Chapter 3 – Reflection Pattern

The LLM as Its Own Critic

Reflection is perhaps the most accessible and immediately impactful agentic design pattern. The core idea is simple: ask the LLM to examine its own output, identify weaknesses, and improve it.

This mirrors how humans work. A skilled writer doesn’t submit their first draft. They write, re-read, critique, and revise.

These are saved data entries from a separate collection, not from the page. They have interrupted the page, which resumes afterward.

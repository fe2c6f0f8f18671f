//! ═══════════════════════════════════════════════════════════════════════════
//! 💰 PROFIT TRACKER — FIFO position matching, realized/unrealized PnL
//!
//! Buys push onto an open-position FIFO queue; sells walk the queue head-first,
//! matching proportionally and realizing PnL per match. `unrealized_pnl` is a
//! pure function of `(open_positions, current_price, fee_rate)` and carries no
//! memory between calls — it is recomputed on demand, never accumulated.
//! ═══════════════════════════════════════════════════════════════════════════

use crate::types::Side;
use chrono::{DateTime, Utc};
use log::debug;
use rust_decimal::Decimal;
use rust_decimal_macros::dec;
use serde::{Deserialize, Serialize};
use std::collections::VecDeque;

#[derive(Debug, Clone, Serialize, Deserialize)]
pub struct Position {
    pub buy_price: Decimal,
    pub quantity: Decimal,
    pub buy_cost: Decimal,
    pub buy_ts: DateTime<Utc>,
    pub matched: bool,
    pub sell_price: Option<Decimal>,
    pub sell_ts: Option<DateTime<Utc>>,
    pub sell_revenue: Option<Decimal>,
    pub realized_pnl: Option<Decimal>,
}

impl Position {
    pub fn pnl_pct(&self) -> Option<Decimal> {
        self.realized_pnl.map(|pnl| {
            if self.buy_cost.is_zero() {
                Decimal::ZERO
            } else {
                pnl / self.buy_cost
            }
        })
    }
}

#[derive(Debug, Clone)]
struct OpenLot {
    buy_price: Decimal,
    quantity: Decimal,
    buy_cost: Decimal,
    buy_ts: DateTime<Utc>,
}

#[derive(Debug, Clone, Serialize)]
pub struct ProfitSummary {
    pub grid_profit: Decimal,
    pub unpaired_profit: Decimal,
    pub total_profit: Decimal,
    pub unrealized_pnl: Decimal,
    pub arbitrage_count: u64,
    pub capital_utilization: Decimal,
    pub total_fees: Decimal,
}

#[derive(Debug, Clone, Serialize)]
pub struct StatsSummary {
    pub open_position_count: usize,
    pub closed_position_count: usize,
    pub total_volume: Decimal,
    pub average_realized_pnl: Decimal,
}

/// FIFO matching ledger, one per session.
#[derive(Debug)]
pub struct ProfitTracker {
    fee_rate: Decimal,
    total_margin_allocated: Decimal,
    open_positions: VecDeque<OpenLot>,
    closed_positions: Vec<Position>,
    grid_profit: Decimal,
    total_fees: Decimal,
    funding_fees: Decimal,
    order_modification_pnl: Decimal,
    arbitrage_count: u64,
}

impl ProfitTracker {
    pub fn new(total_margin_allocated: Decimal) -> Self {
        Self::with_fee_rate(total_margin_allocated, dec!(0.001))
    }

    pub fn with_fee_rate(total_margin_allocated: Decimal, fee_rate: Decimal) -> Self {
        Self {
            fee_rate,
            total_margin_allocated,
            open_positions: VecDeque::new(),
            closed_positions: Vec::new(),
            grid_profit: Decimal::ZERO,
            total_fees: Decimal::ZERO,
            funding_fees: Decimal::ZERO,
            order_modification_pnl: Decimal::ZERO,
            arbitrage_count: 0,
        }
    }

    /// Records a trade; `fee` overrides the computed `notional * fee_rate` if supplied.
    pub fn add_trade(&mut self, side: Side, price: Decimal, qty: Decimal, ts: DateTime<Utc>, fee: Option<Decimal>) {
        let notional = price * qty;
        let fee = fee.unwrap_or(notional * self.fee_rate);
        self.total_fees += fee;

        match side {
            Side::Buy => {
                let buy_cost = notional + fee;
                self.open_positions.push_back(OpenLot {
                    buy_price: price,
                    quantity: qty,
                    buy_cost,
                    buy_ts: ts,
                });
            }
            Side::Sell => {
                let sell_revenue_total = notional - fee;
                let original_sell_qty = qty;
                let mut remaining = qty;

                while remaining > Decimal::ZERO {
                    let Some(head) = self.open_positions.front_mut() else {
                        debug!("sell exceeds open position size; {} unmatched remains", remaining);
                        break;
                    };

                    let matched_qty = remaining.min(head.quantity);
                    let matched_cost = head.buy_cost * matched_qty / head.quantity;
                    let matched_revenue = sell_revenue_total * matched_qty / original_sell_qty;
                    let realized_pnl = matched_revenue - matched_cost;

                    self.closed_positions.push(Position {
                        buy_price: head.buy_price,
                        quantity: matched_qty,
                        buy_cost: matched_cost,
                        buy_ts: head.buy_ts,
                        matched: true,
                        sell_price: Some(price),
                        sell_ts: Some(ts),
                        sell_revenue: Some(matched_revenue),
                        realized_pnl: Some(realized_pnl),
                    });

                    self.grid_profit += realized_pnl;
                    self.arbitrage_count += 1;

                    head.quantity -= matched_qty;
                    head.buy_cost -= matched_cost;
                    remaining -= matched_qty;

                    if head.quantity <= Decimal::ZERO {
                        self.open_positions.pop_front();
                    }
                }
            }
        }
    }

    pub fn add_funding_fee(&mut self, amount: Decimal) {
        self.funding_fees += amount;
    }

    pub fn add_order_modification_pnl(&mut self, amount: Decimal) {
        self.order_modification_pnl += amount;
    }

    /// Pure function of current open positions, `current_price`, and `fee_rate`.
    pub fn unrealized_pnl(&self, current_price: Decimal) -> Decimal {
        self.open_positions
            .iter()
            .map(|lot| lot.quantity * current_price * (Decimal::ONE - self.fee_rate) - lot.buy_cost)
            .sum()
    }

    pub fn unpaired_profit(&self, current_price: Decimal) -> Decimal {
        self.unrealized_pnl(current_price) - self.total_fees + self.funding_fees + self.order_modification_pnl
    }

    pub fn total_profit(&self, current_price: Decimal) -> Decimal {
        self.grid_profit + self.unpaired_profit(current_price)
    }

    pub fn capital_utilization(&self) -> Decimal {
        if self.total_margin_allocated.is_zero() {
            return Decimal::ZERO;
        }
        let open_cost: Decimal = self.open_positions.iter().map(|lot| lot.buy_cost).sum();
        open_cost / self.total_margin_allocated
    }

    pub fn grid_profit(&self) -> Decimal {
        self.grid_profit
    }

    pub fn arbitrage_count(&self) -> u64 {
        self.arbitrage_count
    }

    pub fn get_summary(&self, current_price: Decimal) -> ProfitSummary {
        ProfitSummary {
            grid_profit: self.grid_profit,
            unpaired_profit: self.unpaired_profit(current_price),
            total_profit: self.total_profit(current_price),
            unrealized_pnl: self.unrealized_pnl(current_price),
            arbitrage_count: self.arbitrage_count,
            capital_utilization: self.capital_utilization(),
            total_fees: self.total_fees,
        }
    }

    pub fn get_stats_summary(&self) -> StatsSummary {
        let total_volume: Decimal = self.closed_positions.iter().map(|p| p.quantity * p.buy_price).sum();
        let average_realized_pnl = if self.closed_positions.is_empty() {
            Decimal::ZERO
        } else {
            self.closed_positions.iter().filter_map(|p| p.realized_pnl).sum::<Decimal>()
                / Decimal::from(self.closed_positions.len())
        };

        StatsSummary {
            open_position_count: self.open_positions.len(),
            closed_position_count: self.closed_positions.len(),
            total_volume,
            average_realized_pnl,
        }
    }

    pub fn get_trade_history(&self, limit: Option<usize>) -> Vec<&Position> {
        let iter = self.closed_positions.iter().rev();
        match limit {
            Some(n) => iter.take(n).collect(),
            None => iter.collect(),
        }
    }

    pub fn get_closed_positions(&self, limit: Option<usize>) -> Vec<&Position> {
        self.get_trade_history(limit)
    }

    pub fn get_current_positions(&self) -> Vec<(Decimal, Decimal, DateTime<Utc>)> {
        self.open_positions
            .iter()
            .map(|lot| (lot.buy_price, lot.quantity, lot.buy_ts))
            .collect()
    }

    pub fn to_json(&self, current_price: Decimal) -> serde_json::Value {
        serde_json::json!({
            "summary": self.get_summary(current_price),
            "stats": self.get_stats_summary(),
            "open_positions": self.get_current_positions().iter().map(|(p, q, t)| {
                serde_json::json!({"buy_price": p.to_string(), "quantity": q.to_string(), "buy_ts": t})
            }).collect::<Vec<_>>(),
        })
    }
}

#[cfg(test)]
mod tests {
    use super::*;
    use rust_decimal_macros::dec;

    #[test]
    fn fifo_matching_consumes_oldest_buy_first() {
        let mut tracker = ProfitTracker::with_fee_rate(dec!(100000), Decimal::ZERO);
        let t0 = Utc::now();
        tracker.add_trade(Side::Buy, dec!(42500), dec!(0.001), t0, Some(Decimal::ZERO));
        tracker.add_trade(Side::Buy, dec!(42400), dec!(0.001), t0, Some(Decimal::ZERO));
        tracker.add_trade(Side::Buy, dec!(42300), dec!(0.001), t0, Some(Decimal::ZERO));
        tracker.add_trade(Side::Sell, dec!(42600), dec!(0.001), t0, Some(Decimal::ZERO));

        assert_eq!(tracker.closed_positions.len(), 1);
        assert_eq!(tracker.closed_positions[0].buy_price, dec!(42500));
        assert_eq!(tracker.open_positions.len(), 2);
        assert_eq!(tracker.open_positions[0].buy_price, dec!(42400));
        assert_eq!(tracker.open_positions[1].buy_price, dec!(42300));
        assert_eq!(tracker.arbitrage_count(), 1);
    }

    #[test]
    fn realized_pnl_is_revenue_minus_cost() {
        let mut tracker = ProfitTracker::with_fee_rate(dec!(100000), Decimal::ZERO);
        let t0 = Utc::now();
        tracker.add_trade(Side::Buy, dec!(100), dec!(1), t0, Some(Decimal::ZERO));
        tracker.add_trade(Side::Sell, dec!(110), dec!(1), t0, Some(Decimal::ZERO));
        assert_eq!(tracker.grid_profit(), dec!(10));
    }

    #[test]
    fn unrealized_pnl_has_no_memory() {
        let mut tracker = ProfitTracker::new(dec!(100000));
        let t0 = Utc::now();
        tracker.add_trade(Side::Buy, dec!(100), dec!(1), t0, Some(Decimal::ZERO));
        let a = tracker.unrealized_pnl(dec!(120));
        let b = tracker.unrealized_pnl(dec!(120));
        assert_eq!(a, b);
    }

    #[test]
    fn total_profit_equals_grid_plus_unpaired() {
        let mut tracker = ProfitTracker::new(dec!(100000));
        let t0 = Utc::now();
        tracker.add_trade(Side::Buy, dec!(100), dec!(1), t0, Some(Decimal::ZERO));
        tracker.add_trade(Side::Sell, dec!(110), dec!(1), t0, Some(Decimal::ZERO));
        let price = dec!(105);
        assert_eq!(tracker.total_profit(price), tracker.grid_profit() + tracker.unpaired_profit(price));
    }

    #[test]
    fn arbitrage_count_is_non_decreasing() {
        let mut tracker = ProfitTracker::new(dec!(100000));
        let t0 = Utc::now();
        let mut last = tracker.arbitrage_count();
        tracker.add_trade(Side::Buy, dec!(100), dec!(1), t0, Some(Decimal::ZERO));
        assert!(tracker.arbitrage_count() >= last);
        last = tracker.arbitrage_count();
        tracker.add_trade(Side::Sell, dec!(101), dec!(1), t0, Some(Decimal::ZERO));
        assert!(tracker.arbitrage_count() >= last);
    }
}
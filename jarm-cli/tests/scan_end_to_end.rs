//! End-to-end coverage of the CLI's scan path against mocked transports —
//! no real sockets, no real TLS, no network access.

use std::sync::Arc;

use clap::Parser;
use jarm_cli::cli::Cli;
use jarm_cli::transport::mock::{LoopbackResolver, ScriptedTransport};
use jarm_cli::transport::{Resolver, Transport};
use jarm_core::random::{FixedGreaseChooser, FixedRandomSource, GreaseChooser, RandomSource};

fn minimal_server_hello(cipher: [u8; 2], version: [u8; 2]) -> Vec<u8> {
    let counter = 0u8;
    let mut buf = vec![0u8; 49 + counter as usize];
    buf[0] = 0x16;
    buf[5] = 0x02;
    buf[9] = version[0];
    buf[10] = version[1];
    buf[43] = counter;
    buf[counter as usize + 44] = cipher[0];
    buf[counter as usize + 45] = cipher[1];
    buf[counter as usize + 47] = 0x00;
    buf[counter as usize + 48] = 0x00;
    buf
}

#[tokio::test]
async fn scan_with_no_target_argument_is_rejected_before_any_network_activity() {
    let cli = Cli::try_parse_from(["jarm"]).expect_err("clap should reject a missing target");
    assert!(cli.to_string().contains("target") || cli.to_string().contains("required"));
}

#[tokio::test]
async fn scan_produces_a_non_trivial_jarm_when_every_probe_gets_a_server_hello() {
    let cli = Cli::parse_from(["jarm", "example.com:443", "--suppress"]);

    let response = minimal_server_hello([0x00, 0x2f], [0x03, 0x03]);
    let responses = std::iter::repeat(response).take(10).collect();

    let resolver: Arc<dyn Resolver> = Arc::new(LoopbackResolver);
    let transport: Arc<dyn Transport> = Arc::new(ScriptedTransport::new(responses));
    let random: Arc<dyn RandomSource> = Arc::new(FixedRandomSource::new(vec![0x11; 32]));
    let grease: Arc<dyn GreaseChooser> = Arc::new(FixedGreaseChooser(0x0a0a));

    jarm_cli::run_with(cli, resolver, transport, random, grease)
        .await
        .expect("scan against mocked transport should not error");
}

#[tokio::test]
async fn scan_against_a_silent_target_assembles_to_the_all_zero_sentinel() {
    let cli = Cli::parse_from(["jarm", "example.com:443", "--suppress"]);

    let resolver: Arc<dyn Resolver> = Arc::new(LoopbackResolver);
    let transport: Arc<dyn Transport> = Arc::new(ScriptedTransport::new(vec![]));
    let random: Arc<dyn RandomSource> = Arc::new(FixedRandomSource::new(vec![0x11; 32]));
    let grease: Arc<dyn GreaseChooser> = Arc::new(FixedGreaseChooser(0x0a0a));

    jarm_cli::run_with(cli, resolver, transport, random, grease).await.unwrap();
}

#[tokio::test]
async fn scan_writes_a_csv_file_when_output_is_requested() {
    let tmp = std::env::temp_dir().join(format!("jarm-test-{}.csv", std::process::id()));
    let cli = Cli::parse_from([
        "jarm",
        "example.com:443",
        "--suppress",
        "-o",
        tmp.to_str().unwrap(),
    ]);

    let resolver: Arc<dyn Resolver> = Arc::new(LoopbackResolver);
    let transport: Arc<dyn Transport> = Arc::new(ScriptedTransport::new(vec![]));
    let random: Arc<dyn RandomSource> = Arc::new(FixedRandomSource::new(vec![0x11; 32]));
    let grease: Arc<dyn GreaseChooser> = Arc::new(FixedGreaseChooser(0x0a0a));

    jarm_cli::run_with(cli, resolver, transport, random, grease).await.unwrap();

    let contents = std::fs::read_to_string(&tmp).unwrap();
    assert!(contents.starts_with("Host,Port,JARM,ScanTime"));
    assert!(contents.contains("example.com,443,"));
    std::fs::remove_file(&tmp).ok();
}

Reflection gives LLMs this same capability, and the results can be dramatic — turning mediocre first-draft outputs into polished, high-quality results.

How Reflection Works

The simplest form of reflection is a two-step process:

  1. Generate: The LLM produces an initial output
  2. Reflect: The LLM (or a second LLM call) critiques the output and suggests improvements
  3. Revise: The LLM rewrites the output incorporating the feedback
  4. Repeat steps 2–3 until the output is satisfactory
    ┌──────────┐     ┌──────────────┐     ┌──────────┐
    │ Generate │────►│   Reflect    │────►│  Revise  │
    │ (Draft)  │     │  (Critique)  │     │(Improved)│
    └──────────┘     └──────────────┘     └─────┬────┘
                           ▲                     │
                           │                     │
                           └─────────────────────┘
                              (repeat N times)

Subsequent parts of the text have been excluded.